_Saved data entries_
//! Configuration management for pagesync.
//!
//! Parses `pagesync.toml` configuration files with serde and provides
//! auto-discovery of config files in parent directories.
//!
//! Settings are layered, lowest precedence first:
//!
//! 1. Built-in defaults
//! 2. The configuration file
//! 3. Environment variables: `CONFLUENCE_BASE_URL`, `CONFLUENCE_PARENT_ID`,
//!    `ATLASSIAN_USERNAME`, `ATLASSIAN_API_TOKEN`, `FOLDER_TO_PUBLISH`
//! 4. CLI settings passed to [`Config::load`] via [`CliSettings`]
//!
//! ## Environment Variable Expansion
//!
//! String values in the file support environment variable expansion:
//!
//! - `${VAR}` - expands to the value of VAR, errors if unset
//! - `${VAR:-default}` - expands to VAR if set, otherwise uses default

mod expand;

use expand::EnvExpander;
use serde::Deserialize;
use std::path::{Path, PathBuf};

/// Configuration filename to search for.
const CONFIG_FILENAME: &str = "pagesync.toml";

/// Folder (relative to the source directory) whose notes are published.
const DEFAULT_FOLDER: &str = "Confluence Pages";

/// Number of documents published in parallel.
const DEFAULT_CONCURRENCY: usize = 4;

/// Upper bound for `publish.concurrency`.
const MAX_CONCURRENCY: usize = 64;

/// CLI settings that override configuration file and environment values.
///
/// All fields are optional. Only non-None values override the loaded config.
#[derive(Debug, Default)]
pub struct CliSettings {
    /// Override Confluence base URL.
    pub base_url: Option<String>,
    /// Override parent page ID.
    pub parent_id: Option<String>,
    /// Override Atlassian user name (e-mail).
    pub user_name: Option<String>,
    /// Override Atlassian API token.
    pub api_token: Option<String>,
    /// Override the folder to publish.
    pub folder: Option<String>,
    /// Override the source (vault root) directory.
    pub source_dir: Option<PathBuf>,
    /// Override the number of parallel publish workers.
    pub concurrency: Option<usize>,
}

/// Application configuration.
#[derive(Debug, Deserialize)]
#[serde(default)]
pub struct Config {
    /// Confluence connection settings as layered so far (possibly incomplete).
    confluence: ConfluenceConfigRaw,
    /// Publish settings as parsed from TOML (paths are relative strings).
    publish: PublishConfigRaw,

    /// Resolved publish configuration (set after loading).
    #[serde(skip)]
    pub publish_resolved: PublishConfig,
    /// Path to the config file (set after loading).
    #[serde(skip)]
    pub config_path: Option<PathBuf>,
}

impl Default for Config {
    fn default() -> Self {
        Self::default_with_base(Path::new("."))
    }
}

/// Raw Confluence configuration; every field may come from a different layer.
#[derive(Debug, Deserialize, Default)]
#[serde(default)]
struct ConfluenceConfigRaw {
    base_url: Option<String>,
    parent_id: Option<String>,
    user_name: Option<String>,
    api_token: Option<String>,
}

/// Raw publish configuration as parsed from TOML.
#[derive(Debug, Deserialize, Default)]
#[serde(default)]
struct PublishConfigRaw {
    source_dir: Option<String>,
    folder: Option<String>,
    concurrency: Option<usize>,
}

/// Resolved publish configuration with absolute paths.
#[derive(Debug, Clone, PartialEq, Eq)]
pub struct PublishConfig {
    /// Vault root. Binary lookups never leave this directory.
    pub source_dir: PathBuf,
    /// Folder (relative to `source_dir`) whose notes are published.
    pub folder: String,
    /// Number of documents published in parallel.
    pub concurrency: usize,
}

impl Default for PublishConfig {
    fn default() -> Self {
        Self {
            source_dir: PathBuf::from("."),
            folder: DEFAULT_FOLDER.to_owned(),
            concurrency: DEFAULT_CONCURRENCY,
        }
    }
}

impl PublishConfig {
    /// Absolute path of the folder to publish.
    #[must_use]
    pub fn folder_path(&self) -> PathBuf {
        self.source_dir.join(&self.folder)
    }
}

/// Validated Confluence configuration.
#[derive(Debug, Clone, PartialEq, Eq)]
pub struct ConfluenceConfig {
    /// Confluence Cloud base URL (e.g. `https://example.atlassian.net`).
    pub base_url: String,
    /// ID of the page new pages are created under.
    pub parent_id: String,
    /// Atlassian account e-mail.
    pub user_name: String,
    /// Atlassian API token.
    pub api_token: String,
}

/// Configuration error.
#[derive(Debug, thiserror::Error)]
pub enum ConfigError {
    /// File not found.
    #[error("Configuration file not found: {}", .0.display())]
    NotFound(PathBuf),
    /// I/O error.
    #[error("I/O error: {0}")]
    Io(#[from] std::io::Error),
    /// TOML parsing error.
    #[error("TOML parse error: {0}")]
    Parse(#[from] toml::de::Error),
    /// Validation error.
    #[error("Configuration error: {0}")]
    Validation(String),
    /// Environment variable error during expansion.
    #[error("Environment variable error in {field}: {message}")]
    EnvVar {
        /// Config field path (e.g., "`confluence.api_token`").
        field: String,
        /// Error message (e.g., "${`ATLASSIAN_API_TOKEN`} not set").
        message: String,
    },
}

/// Require an optional string field to be present and non-empty.
fn require_present<'a>(value: Option<&'a str>, field: &str) -> Result<&'a str, ConfigError> {
    match value {
        Some(v) if !v.is_empty() => Ok(v),
        _ => Err(ConfigError::Validation(format!("{field} is required"))),
    }
}

/// Require a URL field to use http:// or https:// scheme.
fn require_http_url(url: &str, field: &str) -> Result<(), ConfigError> {
    if !url.starts_with("http://") && !url.starts_with("https://") {
        return Err(ConfigError::Validation(format!(
            "{field} must start with http:// or https://"
        )));
    }
    Ok(())
}

impl Config {
    /// Load configuration from file, environment and optional CLI settings.
    ///
    /// If `config_path` is provided, loads from that file.
    /// Otherwise, searches for `pagesync.toml` in current directory and parents.
    ///
    /// # Errors
    ///
    /// Returns error if explicit `config_path` doesn't exist, parsing fails,
    /// or the merged values are invalid.
    pub fn load(
        config_path: Option<&Path>,
        cli_settings: Option<&CliSettings>,
    ) -> Result<Self, ConfigError> {
        let mut config = if let Some(path) = config_path {
            if !path.exists() {
                return Err(ConfigError::NotFound(path.to_path_buf()));
            }
            Self::load_from_file(path)?
        } else if let Some(discovered) = Self::discover_config() {
            Self::load_from_file(&discovered)?
        } else {
            Self::default_with_cwd()
        };

        config.apply_env(|name| std::env::var(name).ok());

        if let Some(settings) = cli_settings {
            config.apply_cli_settings(settings);
        }

        config.validate()?;
        Ok(config)
    }

    /// Apply environment overrides using the given lookup function.
    ///
    /// Empty values are ignored.
    fn apply_env(&mut self, lookup: impl Fn(&str) -> Option<String>) {
        let get = |name: &str| lookup(name).filter(|v| !v.is_empty());

        if let Some(v) = get("CONFLUENCE_BASE_URL") {
            self.confluence.base_url = Some(v);
        }
        if let Some(v) = get("CONFLUENCE_PARENT_ID") {
            self.confluence.parent_id = Some(v);
        }
        if let Some(v) = get("ATLASSIAN_USERNAME") {
            self.confluence.user_name = Some(v);
        }
        if let Some(v) = get("ATLASSIAN_API_TOKEN") {
            self.confluence.api_token = Some(v);
        }
        if let Some(v) = get("FOLDER_TO_PUBLISH") {
            self.publish_resolved.folder = v;
        }
    }

    /// Apply CLI settings to the configuration.
    fn apply_cli_settings(&mut self, settings: &CliSettings) {
        let confluence = &mut self.confluence;
        if let Some(base_url) = &settings.base_url {
            confluence.base_url = Some(base_url.clone());
        }
        if let Some(parent_id) = &settings.parent_id {
            confluence.parent_id = Some(parent_id.clone());
        }
        if let Some(user_name) = &settings.user_name {
            confluence.user_name = Some(user_name.clone());
        }
        if let Some(api_token) = &settings.api_token {
            confluence.api_token = Some(api_token.clone());
        }
        if let Some(folder) = &settings.folder {
            self.publish_resolved.folder.clone_from(folder);
        }
        if let Some(source_dir) = &settings.source_dir {
            self.publish_resolved.source_dir.clone_from(source_dir);
        }
        if let Some(concurrency) = settings.concurrency {
            self.publish_resolved.concurrency = concurrency;
        }
    }

    /// Get validated Confluence configuration.
    ///
    /// # Errors
    ///
    /// Returns `ConfigError::Validation` naming the first missing or invalid field.
    pub fn require_confluence(&self) -> Result<ConfluenceConfig, ConfigError> {
        let raw = &self.confluence;
        let base_url = require_present(raw.base_url.as_deref(), "confluence.base_url")?;
        require_http_url(base_url, "confluence.base_url")?;
        let parent_id = require_present(raw.parent_id.as_deref(), "confluence.parent_id")?;
        let user_name = require_present(raw.user_name.as_deref(), "confluence.user_name")?;
        let api_token = require_present(raw.api_token.as_deref(), "confluence.api_token")?;

        Ok(ConfluenceConfig {
            base_url: base_url.trim_end_matches('/').to_owned(),
            parent_id: parent_id.to_owned(),
            user_name: user_name.to_owned(),
            api_token: api_token.to_owned(),
        })
    }

    /// Validate publish configuration values.
    ///
    /// # Errors
    ///
    /// Returns `ConfigError::Validation` if any validation fails.
    pub fn validate(&self) -> Result<(), ConfigError> {
        let publish = &self.publish_resolved;
        if publish.folder.is_empty() {
            return Err(ConfigError::Validation(
                "publish.folder cannot be empty".to_owned(),
            ));
        }
        if publish.concurrency == 0 {
            return Err(ConfigError::Validation(
                "publish.concurrency must be greater than 0".to_owned(),
            ));
        }
        if publish.concurrency > MAX_CONCURRENCY {
            return Err(ConfigError::Validation(format!(
                "publish.concurrency cannot exceed {MAX_CONCURRENCY}"
            )));
        }
        Ok(())
    }

    /// Search for config file in current directory and parents.
    fn discover_config() -> Option<PathBuf> {
        let mut current = std::env::current_dir().ok()?;
        loop {
            let candidate = current.join(CONFIG_FILENAME);
            if candidate.exists() {
                return Some(candidate);
            }
            if !current.pop() {
                return None;
            }
        }
    }

    /// Create default config with paths relative to current working directory.
    fn default_with_cwd() -> Self {
        let cwd = std::env::current_dir().unwrap_or_default();
        Self::default_with_base(&cwd)
    }

    /// Create default config with paths relative to given base directory.
    fn default_with_base(base: &Path) -> Self {
        Self {
            confluence: ConfluenceConfigRaw::default(),
            publish: PublishConfigRaw::default(),
            publish_resolved: PublishConfig {
                source_dir: base.to_path_buf(),
                ..PublishConfig::default()
            },
            config_path: None,
        }
    }

    /// Load configuration from a specific file.
    fn load_from_file(path: &Path) -> Result<Self, ConfigError> {
        let content = std::fs::read_to_string(path)?;
        let mut config: Self = toml::from_str(&content)?;

        config.expand_env_vars()?;

        let config_dir = path.parent().unwrap_or(Path::new("."));
        config.resolve_paths(config_dir);
        config.config_path = Some(path.to_path_buf());

        Ok(config)
    }

    /// Expand environment variable references in configuration strings.
    fn expand_env_vars(&mut self) -> Result<(), ConfigError> {
        let env = EnvExpander::new(|name| std::env::var(name).ok());
        let confluence = &mut self.confluence;
        env.field(&mut confluence.base_url, "confluence.base_url")?;
        env.field(&mut confluence.parent_id, "confluence.parent_id")?;
        env.field(&mut confluence.user_name, "confluence.user_name")?;
        env.field(&mut confluence.api_token, "confluence.api_token")?;
        env.field(&mut self.publish.source_dir, "publish.source_dir")?;
        env.field(&mut self.publish.folder, "publish.folder")?;
        Ok(())
    }

    /// Resolve relative paths against the config file's directory.
    fn resolve_paths(&mut self, config_dir: &Path) {
        let source_dir = self
            .publish
            .source_dir
            .as_deref()
            .map_or_else(|| config_dir.to_path_buf(), |dir| config_dir.join(dir));

        self.publish_resolved = PublishConfig {
            source_dir,
            folder: self
                .publish
                .folder
                .clone()
                .unwrap_or_else(|| DEFAULT_FOLDER.to_owned()),
            concurrency: self.publish.concurrency.unwrap_or(DEFAULT_CONCURRENCY),
        };
    }
}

_Your objective_
For each line above that contains the word "derive", copy that line.

_Written answer_
#[derive(Debug, Default)]
#[derive(Debug, Deserialize)]
#[derive(Debug, Deserialize, Default)]
#[derive(Debug, Deserialize, Default)]
#[derive(Debug, Clone, PartialEq, Eq)]
#[derive(Debug, Clone, PartialEq, Eq)]
#[derive(Debug, thiserror::Error)]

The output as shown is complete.